The Epilogue of Ricoeur's Memory, History, Forgetting is entitled ‘Difficult Forgiveness’, indicating that forgiveness is neither easy nor impossible. As the common horizon of memory, history and forgetting, it is always attracting but never reached. Ultimately its two dimensions diverge: below the awareness of guilt, above the gift of forgiveness. There is no conceptual middle ground between them. Neither can we construe a form of reciprocity between the demand of being forgiven and the offer to forgive, nor build on the symmetry between an agent binding herself to an action (as in promising) and releasing her from this bond (as in forgiving). Forgiveness points to a realm beyond established social relationships, a realm where an agent is regarded a priori as a moral subject, i.e., as someone capable of rejecting what she did wrong in the name of the good. Both a negative and a positive consequence follow from that. The negative one reads that there is no public dimension in forgiveness, that ‘the people’ cannot be the agent of forgiving, and that there cannot be political institutions of genuine reconciliation. While individuals can, polities cannot pose as agents summoned by a moral norm.

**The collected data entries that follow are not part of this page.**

use std::sync::Mutex;

use crate::db::fold_case;
use crate::domain::note::{NewNote, Note};
use crate::domain::resource::{NewResource, Resource, ResourceUpdate};
use crate::domain::saved_resource::SavedResource;
use crate::domain::types::{NoteId, ResourceId, UserId};
use crate::repository::{
    NoteReader, NoteWriter, RepositoryError, RepositoryResult, ResourceListQuery, ResourceReader,
    ResourceWriter, SavedResourceReader, SavedResourceWriter,
};

#[derive(Default)]
struct State {
    resources: Vec<Resource>,
    notes: Vec<Note>,
    saved: Vec<SavedResource>,
}

/// Simple in-memory repository used for unit tests.
///
/// Mirrors the ordering and uniqueness rules of the SQLite schema. Setting
/// `fail` makes every call return a database error.
#[derive(Default)]
pub struct TestRepository {
    state: Mutex<State>,
    fail: bool,
}

impl TestRepository {
    pub fn new(resources: Vec<Resource>) -> Self {
        Self {
            state: Mutex::new(State {
                resources,
                ..State::default()
            }),
            fail: false,
        }
    }

    /// A repository whose every operation fails.
    pub fn failing() -> Self {
        Self {
            fail: true,
            ..Self::default()
        }
    }

    /// Number of stored associations for a resource, across all viewers.
    pub fn saved_count(&self, resource_id: ResourceId) -> usize {
        self.state
            .lock()
            .unwrap()
            .saved
            .iter()
            .filter(|s| s.resource_id == resource_id)
            .count()
    }

    fn check(&self) -> RepositoryResult<()> {
        if self.fail {
            Err(RepositoryError::ConnectionError("test repository offline".into()))
        } else {
            Ok(())
        }
    }

    fn sorted(mut items: Vec<Resource>) -> Vec<Resource> {
        items.sort_by(|a, b| {
            b.last_updated
                .cmp(&a.last_updated)
                .then_with(|| b.id.cmp(&a.id))
        });
        items
    }
}

impl ResourceReader for TestRepository {
    fn list_resources(
        &self,
        query: ResourceListQuery,
    ) -> RepositoryResult<(usize, Vec<Resource>)> {
        self.check()?;
        let needle = query.search.as_deref().map(fold_case);
        let state = self.state.lock().unwrap();
        let mut items: Vec<Resource> = state.resources.clone();
        drop(state);

        if let Some(category) = query.category {
            items.retain(|r| r.category == category);
        }
        if let Some(zipcode) = &query.zipcode {
            items.retain(|r| &r.zipcode == zipcode);
        }
        if !query.statuses.is_empty() {
            items.retain(|r| query.statuses.contains(&r.status));
        }
        if let Some(since) = query.updated_since {
            items.retain(|r| r.last_updated >= since);
        }
        if let Some(needle) = needle {
            items.retain(|r| {
                fold_case(&r.organization).contains(&needle)
                    || r.program
                        .as_ref()
                        .is_some_and(|p| fold_case(p).contains(&needle))
                    || fold_case(r.category.as_str()).contains(&needle)
            });
        }

        let total = items.len();
        let mut items = Self::sorted(items);
        if let Some(pagination) = query.pagination {
            items = match pagination.offset() {
                Some(offset) => items
                    .into_iter()
                    .skip(offset)
                    .take(pagination.limit())
                    .collect(),
                None => vec![],
            };
        }
        Ok((total, items))
    }

    fn get_resource_by_id(&self, id: ResourceId) -> RepositoryResult<Option<Resource>> {
        self.check()?;
        let state = self.state.lock().unwrap();
        Ok(state.resources.iter().find(|r| r.id == id).cloned())
    }

    fn get_resources_by_ids(&self, ids: &[ResourceId]) -> RepositoryResult<Vec<Resource>> {
        self.check()?;
        let state = self.state.lock().unwrap();
        let items = state
            .resources
            .iter()
            .filter(|r| ids.contains(&r.id))
            .cloned()
            .collect();
        Ok(Self::sorted(items))
    }
}

impl ResourceWriter for TestRepository {
    fn create_resource(&self, resource: &NewResource) -> RepositoryResult<Resource> {
        self.check()?;
        let mut state = self.state.lock().unwrap();
        let next_id = state.resources.iter().map(|r| r.id.get()).max().unwrap_or(0) + 1;
        let created = Resource {
            id: ResourceId::new(next_id)?,
            organization: resource.organization.clone(),
            program: resource.program.clone(),
            category: resource.category,
            status: resource.status,
            contact_details: resource.contact_details.clone(),
            zipcode: resource.zipcode.clone(),
            created_at: resource.created_at,
            last_updated: resource.last_updated,
        };
        state.resources.push(created.clone());
        Ok(created)
    }

    fn update_resource(
        &self,
        id: ResourceId,
        update: &ResourceUpdate,
    ) -> RepositoryResult<Option<Resource>> {
        self.check()?;
        let mut state = self.state.lock().unwrap();
        let Some(resource) = state.resources.iter_mut().find(|r| r.id == id) else {
            return Ok(None);
        };
        if let Some(status) = update.status {
            resource.status = status;
        }
        if let Some(contact_details) = &update.contact_details {
            resource.contact_details = contact_details.clone();
        }
        resource.last_updated = update.last_updated;
        Ok(Some(resource.clone()))
    }
}

impl NoteReader for TestRepository {
    fn list_notes(&self, resource_id: ResourceId) -> RepositoryResult<Vec<Note>> {
        self.check()?;
        let state = self.state.lock().unwrap();
        let mut notes: Vec<Note> = state
            .notes
            .iter()
            .filter(|n| n.resource_id == resource_id)
            .cloned()
            .collect();
        notes.sort_by(|a, b| {
            b.created_at
                .cmp(&a.created_at)
                .then_with(|| b.id.cmp(&a.id))
        });
        Ok(notes)
    }
}

impl NoteWriter for TestRepository {
    fn create_note(&self, note: &NewNote) -> RepositoryResult<Note> {
        self.check()?;
        let mut state = self.state.lock().unwrap();
        let created = Note {
            id: NoteId::new(state.notes.len() as i32 + 1)?,
            resource_id: note.resource_id,
            user_id: note.user_id,
            username: note.username.clone(),
            content: note.content.clone(),
            created_at: note.created_at,
        };
        state.notes.push(created.clone());
        Ok(created)
    }
}

impl SavedResourceReader for TestRepository {
    fn list_saved_resource_ids(
        &self,
        user_id: Option<UserId>,
    ) -> RepositoryResult<Vec<ResourceId>> {
        self.check()?;
        let state = self.state.lock().unwrap();
        Ok(state
            .saved
            .iter()
            .rev()
            .filter(|s| s.user_id == user_id)
            .map(|s| s.resource_id)
            .collect())
    }

    fn is_resource_saved(
        &self,
        resource_id: ResourceId,
        user_id: Option<UserId>,
    ) -> RepositoryResult<bool> {
        self.check()?;
        let state = self.state.lock().unwrap();
        Ok(state
            .saved
            .iter()
            .any(|s| s.resource_id == resource_id && s.user_id == user_id))
    }
}

impl SavedResourceWriter for TestRepository {
    fn save_resource(&self, saved: &SavedResource) -> RepositoryResult<usize> {
        self.check()?;
        let mut state = self.state.lock().unwrap();
        if state.saved.contains(saved) {
            return Err(RepositoryError::UniqueViolation(
                "saved_resources.resource_id, saved_resources.user_id".into(),
            ));
        }
        state.saved.push(*saved);
        Ok(1)
    }

    fn unsave_resource(&self, saved: &SavedResource) -> RepositoryResult<usize> {
        self.check()?;
        let mut state = self.state.lock().unwrap();
        let before = state.saved.len();
        state.saved.retain(|s| s != saved);
        Ok(before - state.saved.len())
    }
}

In other words, they are unable to relate the wrongness of their actions to their selfh ood. In the final analysis they can neither bear nor lift moral guilt. What they can do is to engage in ‘a culture of considerateness’, moderation, or clemency, in order to normalise their relationships. Certain public gestures can further this disposition to considerateness on a public scale, but this does not amount to public forgiveness. The positive thesis is that forgiveness can only be thought in a time beyond time, in the optative mode of wish and hope rather than in the indicative mode of description or the imperative mode of prescription. For this anticipation of a memory that will once turn out be unequivocally ‘blessed’, Ricoeur uses the theological term ‘eschatology’, though in a radically philosophical (rather than a theological) sense.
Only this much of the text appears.